::: Records for the task

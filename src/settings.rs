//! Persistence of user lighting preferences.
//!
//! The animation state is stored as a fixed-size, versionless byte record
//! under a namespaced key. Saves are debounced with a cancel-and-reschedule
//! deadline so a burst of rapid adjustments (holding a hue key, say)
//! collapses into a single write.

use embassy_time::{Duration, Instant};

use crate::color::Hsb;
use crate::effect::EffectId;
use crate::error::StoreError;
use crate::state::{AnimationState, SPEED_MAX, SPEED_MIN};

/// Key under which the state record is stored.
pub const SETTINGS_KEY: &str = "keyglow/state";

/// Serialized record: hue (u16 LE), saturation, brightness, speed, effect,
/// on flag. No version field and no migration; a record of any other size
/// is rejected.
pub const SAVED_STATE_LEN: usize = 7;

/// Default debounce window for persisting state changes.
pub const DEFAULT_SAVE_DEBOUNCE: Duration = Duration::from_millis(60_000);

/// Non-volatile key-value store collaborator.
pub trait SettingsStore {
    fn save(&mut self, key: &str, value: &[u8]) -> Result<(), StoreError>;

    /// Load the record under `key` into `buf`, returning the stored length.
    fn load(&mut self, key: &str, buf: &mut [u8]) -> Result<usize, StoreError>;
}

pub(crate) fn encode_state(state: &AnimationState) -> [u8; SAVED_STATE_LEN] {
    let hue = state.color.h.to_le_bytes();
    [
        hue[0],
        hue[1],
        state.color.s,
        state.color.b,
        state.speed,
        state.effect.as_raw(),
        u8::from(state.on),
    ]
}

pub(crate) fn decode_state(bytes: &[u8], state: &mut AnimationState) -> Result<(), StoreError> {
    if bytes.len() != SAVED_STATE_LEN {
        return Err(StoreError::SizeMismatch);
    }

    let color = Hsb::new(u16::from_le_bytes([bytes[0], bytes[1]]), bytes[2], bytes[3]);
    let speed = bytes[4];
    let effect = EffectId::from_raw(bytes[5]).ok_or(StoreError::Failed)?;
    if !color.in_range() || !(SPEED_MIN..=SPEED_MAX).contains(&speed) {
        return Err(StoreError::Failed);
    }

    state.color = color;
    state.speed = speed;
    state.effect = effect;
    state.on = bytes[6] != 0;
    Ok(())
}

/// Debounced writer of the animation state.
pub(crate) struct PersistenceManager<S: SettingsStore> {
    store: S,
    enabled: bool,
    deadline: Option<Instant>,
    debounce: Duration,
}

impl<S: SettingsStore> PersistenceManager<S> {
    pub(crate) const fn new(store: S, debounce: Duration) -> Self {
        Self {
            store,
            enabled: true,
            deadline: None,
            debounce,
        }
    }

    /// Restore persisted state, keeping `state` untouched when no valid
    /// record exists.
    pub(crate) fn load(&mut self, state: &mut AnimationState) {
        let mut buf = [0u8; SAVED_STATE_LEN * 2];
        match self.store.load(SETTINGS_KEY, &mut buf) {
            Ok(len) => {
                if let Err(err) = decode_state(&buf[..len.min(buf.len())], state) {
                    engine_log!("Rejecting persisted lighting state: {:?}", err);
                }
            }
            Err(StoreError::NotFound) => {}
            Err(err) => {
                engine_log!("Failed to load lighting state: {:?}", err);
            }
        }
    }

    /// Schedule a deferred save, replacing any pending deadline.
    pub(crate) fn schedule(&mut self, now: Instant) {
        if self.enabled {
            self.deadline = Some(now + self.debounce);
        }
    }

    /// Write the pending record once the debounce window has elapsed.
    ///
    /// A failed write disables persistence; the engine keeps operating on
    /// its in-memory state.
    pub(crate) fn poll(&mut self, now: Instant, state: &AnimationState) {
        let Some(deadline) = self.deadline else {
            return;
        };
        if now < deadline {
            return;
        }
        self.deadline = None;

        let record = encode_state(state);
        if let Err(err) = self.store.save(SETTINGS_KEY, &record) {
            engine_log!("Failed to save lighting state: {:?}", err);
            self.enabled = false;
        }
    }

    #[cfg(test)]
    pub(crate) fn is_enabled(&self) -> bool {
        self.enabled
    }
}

::::::

Copy each line of the records containing the string "Result".

    fn save(&mut self, key: &str, value: &[u8]) -> Result<(), StoreError>;
    fn load(&mut self, key: &str, buf: &mut [u8]) -> Result<usize, StoreError>;
pub(crate) fn decode_state(bytes: &[u8], state: &mut AnimationState) -> Result<(), StoreError> {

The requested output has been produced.